RE: When Programs Benefit

From: Lee Corbin (lcorbin@tsoft.com)
Date: Sun Jun 02 2002 - 10:08:59 MDT


Wei Dai writes

> I would argue that [even conscious] programs don't benefit directly
> from getting run time. They benefit from achieving goals that require
> run time. Thus if you halt a program before it finishes running or
> achieves its goals, it may not benefit at all.

As people are programs too, are you saying that this is also true of
human beings? That is, that someone who dies before achievement of his
or her goals hasn't benefited from living at all? Surely not.

> Suppose the program is conscious and has spent a lot of subjective
> effort trying to reach some goal, and you halt it just before it
> does. That seems pretty bad, worse than not running it at all.

This touches an important component of values, either conscious or
unconscious, that perhaps many people have. It's an extreme form
of the principle "the ends justify the means". We have to return
to this issue later, and in perhaps greater generality.

> I think a good ethical rule would be to always tell the program the
> computational resources it can access and ask whether it wants to be
> run given those limitations. That way you never have to halt a program
> involuntarily.

I agree with that ethical rule, but not for same reason.
If I'm living in a simulation, why wouldn't someone wish
to inform me of the fact, as well as how much resources
I have at my disposal? <Insert dig at Federal government
here since they can pass new law & confis what I have or
raise tax>

> > The core issue is whether *freedom*, which has worked so marvelously
> > until now in human history, will be ascendant in the future, or
> > whether there will be a single morality imposed from above. In other
> > words, will I be free to run the algorithms I choose on my resources,
> > and will others be free to run me? Unless some nightmare eventuates,
> > freedom may actually turn out to be the only computationally feasible
> > choice. It really is, even now.
>
> But you can't be sure whether you're living in a simulation or not.
> Perhaps whatever resources you think belong to you actually belong to the
> person who started this simulation, and therefore under your ethical
> system you're not free to run any algorithms without his permission. Are
> you sure that's what you want?

For sure, this is what I want. Yes, not only this instance of myself,
but all the resources apparently under my control in reality belong to it.
In effect, I have been given resources to use as a child is given toys
to play with. A bit demeaning, perhaps, but vastly better than not
running at all, and fully proper since the resources did and do really
belong to the person running me.

> By "freedom" you seem to mean people should be able to whatever they want
> with property they own. I wonder what is your position on how something
> that is initially not owned by anyone (e.g., a piece of the Moon) should
> become private property?

A piece of the moon, which is non-living, should be taken over
by the nearest life that is capable of doing so. After it is
sentient, and infinitely vaster and more advanced algorithms
show up to take over, they should do their best to observe the
Meta-Golden rule: to that sentient life they discover, throw a
few crumbs of run time, so that when in turn they are overcome by
an even advanced life, they too won't simply be discarded.

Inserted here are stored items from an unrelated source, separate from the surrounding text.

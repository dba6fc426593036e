use crate::models::Person;
use mongodb::{
    bson::doc, options::IndexOptions, Client as MongoClient, Collection, Database, IndexModel,
};
use service_core::error::AppError;

pub const PERSONS_COLLECTION: &str = "persons";

#[derive(Clone)]
pub struct MongoDb {
    client: MongoClient,
    db: Database,
}

impl MongoDb {
    /// Connect and verify the server is reachable.
    ///
    /// The driver connects lazily, so a ping is issued here to fail at startup
    /// rather than on the first request.
    pub async fn connect(uri: &str, database: &str) -> Result<Self, AppError> {
        tracing::info!("Connecting to MongoDB");
        let client = MongoClient::with_uri_str(uri).await.map_err(|e| {
            tracing::error!("Failed to parse MongoDB connection string: {}", e);
            AppError::from(e)
        })?;
        let db = client.database(database);
        let mongo = Self { client, db };
        mongo.health_check().await?;
        tracing::info!(database = %database, "Successfully connected to MongoDB database");
        Ok(mongo)
    }

    pub async fn initialize_indexes(&self) -> Result<(), AppError> {
        tracing::info!("Creating MongoDB indexes for person-service");

        // Update-age and delete-by-name filter on name
        let name_index = IndexModel::builder()
            .keys(doc! { "name": 1 })
            .options(
                IndexOptions::builder()
                    .name("name_lookup".to_string())
                    .build(),
            )
            .build();

        // Multikey index for find-by-food
        let food_index = IndexModel::builder()
            .keys(doc! { "favoriteFoods": 1 })
            .options(
                IndexOptions::builder()
                    .name("favorite_foods_lookup".to_string())
                    .build(),
            )
            .build();

        self.persons()
            .create_indexes([name_index, food_index], None)
            .await
            .map_err(|e| {
                tracing::error!("Failed to create indexes on persons collection: {}", e);
                AppError::from(e)
            })?;
        tracing::info!("Created indexes on persons.name and persons.favoriteFoods");

        Ok(())
    }

    pub async fn health_check(&self) -> Result<(), AppError> {
        self.client
            .database("admin")
            .run_command(doc! { "ping": 1 }, None)
            .await
            .map_err(|e| {
                tracing::error!("MongoDB health check failed: {}", e);
                AppError::from(e)
            })?;
        Ok(())
    }

    /// Close pooled connections and stop driver background tasks.
    pub async fn shutdown(&self) {
        self.client.clone().shutdown().await;
        tracing::info!("MongoDB connection closed");
    }

    pub fn persons(&self) -> Collection<Person> {
        self.db.collection(PERSONS_COLLECTION)
    }

    pub fn database(&self) -> &Database {
        &self.db
    }
}
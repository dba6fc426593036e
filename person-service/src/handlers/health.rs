use crate::services::get_metrics;
use crate::startup::AppState;
use axum::{extract::State, http::StatusCode, response::IntoResponse, Json};
use serde_json::json;

pub async fn health_check(State(state): State<AppState>) -> impl IntoResponse {
    match state.repository.health_check().await {
        Ok(()) => (
            StatusCode::OK,
            Json(json!({
                "status": "ok",
                "service": state.config.service_name,
                "version": env!("CARGO_PKG_VERSION")
            })),
        ),
        Err(e) => (
            StatusCode::SERVICE_UNAVAILABLE,
            Json(json!({
                "status": "unhealthy",
                "service": state.config.service_name,
                "error": e.to_string()
            })),
        ),
    }
}

pub async fn readiness_check(State(state): State<AppState>) -> StatusCode {
    match state.repository.health_check().await {
        Ok(()) => StatusCode::OK,
        Err(_) => StatusCode::SERVICE_UNAVAILABLE,
    }
}

pub async fn metrics() -> impl IntoResponse {
    (
        StatusCode::OK,
        [("content-type", "text/plain; charset=utf-8")],
        get_metrics(),
    )
}
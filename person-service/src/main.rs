use person_service::config::PersonConfig;
use person_service::services::init_metrics;
use person_service::startup::Application;
use service_core::error::AppError;
use service_core::observability::{init_tracing, shutdown_tracing};

#[tokio::main]
async fn main() -> Result<(), AppError> {
    // Load configuration - fail fast if invalid
    let config = PersonConfig::load()?;

    init_tracing(
        &config.service_name,
        &config.log_level,
        config.otlp_endpoint.as_deref(),
    );
    init_metrics()?;

    tracing::info!(
        service = %config.service_name,
        version = env!("CARGO_PKG_VERSION"),
        database = %config.mongodb.database,
        "Starting person service"
    );

    let app = Application::build(config).await?;
    app.run_until_stopped().await?;

    tracing::info!("Service shutdown complete");
    shutdown_tracing();
    Ok(())
}
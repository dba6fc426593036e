//! Metrics collection and Prometheus export.
//!
//! Initializes the metrics exporter and provides the /metrics endpoint handler.

use metrics_exporter_prometheus::{PrometheusBuilder, PrometheusHandle};
use service_core::error::AppError;
use std::sync::OnceLock;

/// Global handle to the Prometheus recorder.
pub static METRICS_HANDLE: OnceLock<PrometheusHandle> = OnceLock::new();

/// Install the Prometheus recorder. Call once at startup, before any metrics
/// are recorded; later calls are rejected.
pub fn init_metrics() -> Result<(), AppError> {
    let handle = PrometheusBuilder::new().install_recorder().map_err(|e| {
        AppError::InternalError(anyhow::anyhow!("failed to install Prometheus recorder: {}", e))
    })?;

    METRICS_HANDLE.set(handle).map_err(|_| {
        AppError::InternalError(anyhow::anyhow!("metrics recorder already initialized"))
    })
}

/// Current metrics in Prometheus text format.
pub fn get_metrics() -> String {
    METRICS_HANDLE
        .get()
        .map(|handle| handle.render())
        .unwrap_or_else(|| "# Metrics recorder not initialized".to_string())
}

> Also, how does something that is initially someone's private
> property (e.g., an egg cell) become self-owned (e.g., a free
> person)?

In the general case, as evidenced in the painful I-word thread,
that property should never become self-owned. (Present humanity
has culturally evolved an exception: when a c***d has had a few
years of run time, it ceases in human communities to be the
property of its parent processes, and obtains legal rights and
citizenship---because human/primate Earth history showed that
the cooperative bands of humans achieved progress faster with
citizens having legal rights. But this last *explanation* is
of course only my conjecture. All we know for sure is that
legal rights and freedom worked for human societies, but not
exactly why.

> What philosophical principles explain/justify these transitions?

(1) Because they work. That is, from our limited familiarity with
life in the universe, micro-managing what your children do, or what
your employees do, or what your algorithms running on your computronium
do, appears to be anti-progress; and (2) because I approve of them.